BTG2020 – Abbruch & Epilog

Ich erwache in einem von Schweiß durchtränktem Bett. Gegen irgendwas kämpft der Körper an. Liegt es an der gestrigen Unterkühlung? Hat der Ausschlag etwas damit zu tun? Ach, wer weiß das schon.

Obwohl das Frühstück mit zwei Schinken-Käse-Omeletts, Salat, Brötchen mit süßem Aufstrich, Saft und starkem Kaffee sehr lecker daherkommt, fehlt es mir am Appetit. Ich lasse das zweite Omelette sogar liegen. Eingeschränkte Nahrungsaufnahme ist ein untrügliches Zeichen dafür, dass ich nicht zu 100 Prozent fit bin. Eben jene 100 %, die ich heute bräuchte, um am späten Nachmittag auf dem Gipfel des Fichtelberges zu stehen. Regen läuft an den Scheiben des Lokals herunter. Ich entscheide hier und jetzt, das ich abbreche.

Eine Fahrradreservierung für den IC bekomme ich nicht mehr und wähle stattdessen das Quer-durchs-Land Bummelbahn Ticket. Kostet weniger als die Hälfte und anstatt achteinhalb Stunden bin ich nun zehneinhalb unterwegs.

Es entbehrt nicht einer gewissen Ironie, dass ich mit dem Rad einmal quer durch Deutschland fahren wollte – von unten links nach oben rechts – und auch quer im Sinne von querfeldein. Und nun geht es vorzeitig mit dem Quer-durchs-Land Ticket zurück nach Hause. Nach nur 780 km von 1650 km – also nicht einmal ganz die Hälfte der Strecke – und 11.500 von 22.000 Höhenmetern.

Natürlich wäre ich gerne noch weitergekommen. Mindert dass den Spaß, den ich bis hierhin hatte? Keineswegs.

Noch auf dem kurzen Stück zum Bahnhof fühlt es sich gut an, auf dem Rad zu sitzen. Der Kopf wäre bereit, der Körper offenbar nur bedingt. Ein Erzwingen wäre möglich. Aber vernünftig?

Jetzt ist das Ticket gekauft. Ich will das Glas als halb voll und nicht halb leer betrachten. Es waren trotz und wegen aller Unvorhersehbarkeiten und Anstrengungen tolle Tage.

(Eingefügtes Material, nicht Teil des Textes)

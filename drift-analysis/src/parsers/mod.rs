//! Tree-sitter parser subsystem — 10 languages, thread_local instances, parse cache.

pub mod cache;
pub mod error_tolerant;
pub mod languages;
pub mod macros;
pub mod manager;
pub mod queries;
pub mod traits;
pub mod types;

pub use manager::ParserManager;
pub use types::ParseResult;
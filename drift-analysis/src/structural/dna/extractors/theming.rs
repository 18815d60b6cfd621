//! Frontend gene: theming — how theming and design tokens are managed.

use crate::structural::dna::extractor::GeneExtractor;
use crate::structural::dna::types::*;
use super::variant_handling::extract_with_definitions;

pub struct ThemingExtractor;

impl GeneExtractor for ThemingExtractor {
    fn gene_id(&self) -> GeneId { GeneId::Theming }

    fn allele_definitions(&self) -> Vec<AlleleDefinition> {
        vec![
            AlleleDefinition {
                id: "css-variables".into(), name: "CSS Custom Properties".into(),
                description: "Uses CSS custom properties (--var) for theming".into(),
                patterns: vec![r"var\(--".into(), r"--[\w-]+\s*:".into()],
                keywords: vec!["--".into(), "var(--".into()],
                import_patterns: vec![], priority: 9,
            },
            AlleleDefinition {
                id: "tailwind-config".into(), name: "Tailwind Config".into(),
                description: "Uses Tailwind theme configuration".into(),
                patterns: vec![r"theme\s*:\s*\{".into(), r"extend\s*:\s*\{".into()],
                keywords: vec!["tailwind.config".into()],
                import_patterns: vec![], priority: 8,
            },
            AlleleDefinition {
                id: "theme-provider".into(), name: "Theme Provider".into(),
                description: "Uses a ThemeProvider component for theming".into(),
                patterns: vec![r"ThemeProvider".into(), r"useTheme".into(), r"createTheme".into()],
                keywords: vec!["ThemeProvider".into()],
                import_patterns: vec!["@mui/material".into(), "styled-components".into()],
                priority: 8,
            },
            AlleleDefinition {
                id: "design-tokens".into(), name: "Design Tokens".into(),
                description: "Uses design token files for theming".into(),
                patterns: vec![r"tokens?\.\w+".into(), r#"from\s+['"].*tokens"#.into()],
                keywords: vec!["tokens".into()],
                import_patterns: vec![], priority: 7,
            },
        ]
    }

    fn extract_from_file(&self, content: &str, file_path: &str) -> FileExtractionResult {
        extract_with_definitions(content, file_path, &self.allele_definitions())
    }
}
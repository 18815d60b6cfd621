//! Backend gene: config-pattern — how configuration is managed.

use crate::structural::dna::extractor::GeneExtractor;
use crate::structural::dna::types::*;
use super::variant_handling::extract_with_definitions;

pub struct ConfigPatternExtractor;

impl GeneExtractor for ConfigPatternExtractor {
    fn gene_id(&self) -> GeneId { GeneId::ConfigPattern }

    fn allele_definitions(&self) -> Vec<AlleleDefinition> {
        vec![
            AlleleDefinition {
                id: "env-vars".into(), name: "Environment Variables".into(),
                description: "Uses environment variables for configuration".into(),
                patterns: vec![
                    r"process\.env\.\w+".into(),
                    r"os\.environ".into(),
                    r"std::env::var".into(),
                    r"System\.getenv".into(),
                ],
                keywords: vec!["process.env".into(), "environ".into()],
                import_patterns: vec!["dotenv".into()],
                priority: 8,
            },
            AlleleDefinition {
                id: "config-files".into(), name: "Config Files".into(),
                description: "Uses dedicated config files (JSON, YAML, TOML)".into(),
                patterns: vec![
                    r#"require\s*\(\s*['"].*config"#.into(),
                    r#"from\s+['"].*config['"]"#.into(),
                    r"config\.(?:get|load|read)".into(),
                ],
                keywords: vec!["config".into()],
                import_patterns: vec!["config".into()],
                priority: 7,
            },
            AlleleDefinition {
                id: "dependency-injection".into(), name: "Dependency Injection".into(),
                description: "Uses DI for configuration injection".into(),
                patterns: vec![
                    r"@Inject".into(),
                    r"@Injectable".into(),
                    r"@ConfigurationProperties".into(),
                    r"@Value\s*\(".into(),
                ],
                keywords: vec!["inject".into(), "Injectable".into()],
                import_patterns: vec![], priority: 9,
            },
            AlleleDefinition {
                id: "feature-flags".into(), name: "Feature Flags".into(),
                description: "Uses feature flags for configuration".into(),
                patterns: vec![
                    r"(?:feature|flag)\.(?:is_?enabled|check|get)".into(),
                    r"useFeatureFlag".into(),
                    r"LaunchDarkly".into(),
                ],
                keywords: vec!["feature".into(), "flag".into()],
                import_patterns: vec!["launchdarkly".into(), "unleash".into()],
                priority: 8,
            },
        ]
    }

    fn extract_from_file(&self, content: &str, file_path: &str) -> FileExtractionResult {
        extract_with_definitions(content, file_path, &self.allele_definitions())
    }
}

Neue Erfahrungen gemacht, Unsicherheiten überwunden, Natur im Übermaß genossen, ein Hauch Abenteuer in einem durchregulierten Land verspürt. Und auch eigene Grenzen erfahren und akzeptiert. Zumindest übe ich mich darin.

Später werde ich in Bremen auf dem Bahnhofsvorplatz nochmal sehen können, was Ausharren im Angesicht des Regens bedeuten kann. Mittig vor dem Bahnhofsausgang sitzt ein Mann im Schneidersitz auf dem Boden. Er macht einen ähnlich ungepflegten Eindruck wie ich. Vor ihm eine Kaffeetasse zum Geld einwerfen, daneben ein kleines gelbes Plastikentchen. Zwei leere Bierflaschen liegen zu seiner Seite, damit auch wirklich jeder sehen kann, worin die erbettelten Euros investiert werden könnten. Ein kräftiger Regenschauer kommt herab. Anstatt aufzustehen, bemüht er sich, einen Regenschirm im Wind aufzuspannen. Der ist ziemlich lädiert und bietet kaum Schutz. Der Mann wirkt dennoch gelassen. Er bleibt einfach unter diesem Rest von einem Schirm sitzen und wird nass. Auf einem sich wegen des plötzlichen Regens schnell leerenden Platz gleicht dieser Mann einem Monument des Ausharrens. Was kann ihn dazu bringen aufzugeben? Die Ruhe zu verlieren? Ich kann mir vorstellen, da muss schon einiges mehr passieren… Zum Beispiel wenn das Bier beim Bahnhofssupermarkt ausverkauft ist oder so.

Und ich breche meine Radtour ab wegen ein paar Tropfen und ein wenig Unwohlsein… Na ja, Schwamm drüber.

Jetzt freue ich mich auf zu Hause. Auf die beste Ehefrau von allen und die Kinder. Und noch eine Woche, die ich frei habe. Wobei mir Diana heute am Telefon sagt, dass sie jetzt gerade anfangen würde, die freie Zeit ohne mich zu genießen. So trägt eben jeder sein Päckchen.

Ich bedanke mich bei allen fürs Dabeisein, Zuhören und nette Worte.

Und Danke auch an meine Eltern für ihre finanzielle Zuwendung, die es mir erträglicher gemacht hat, in Ellwangen wie Graf Koks in einem Hotel abgestiegen zu sein.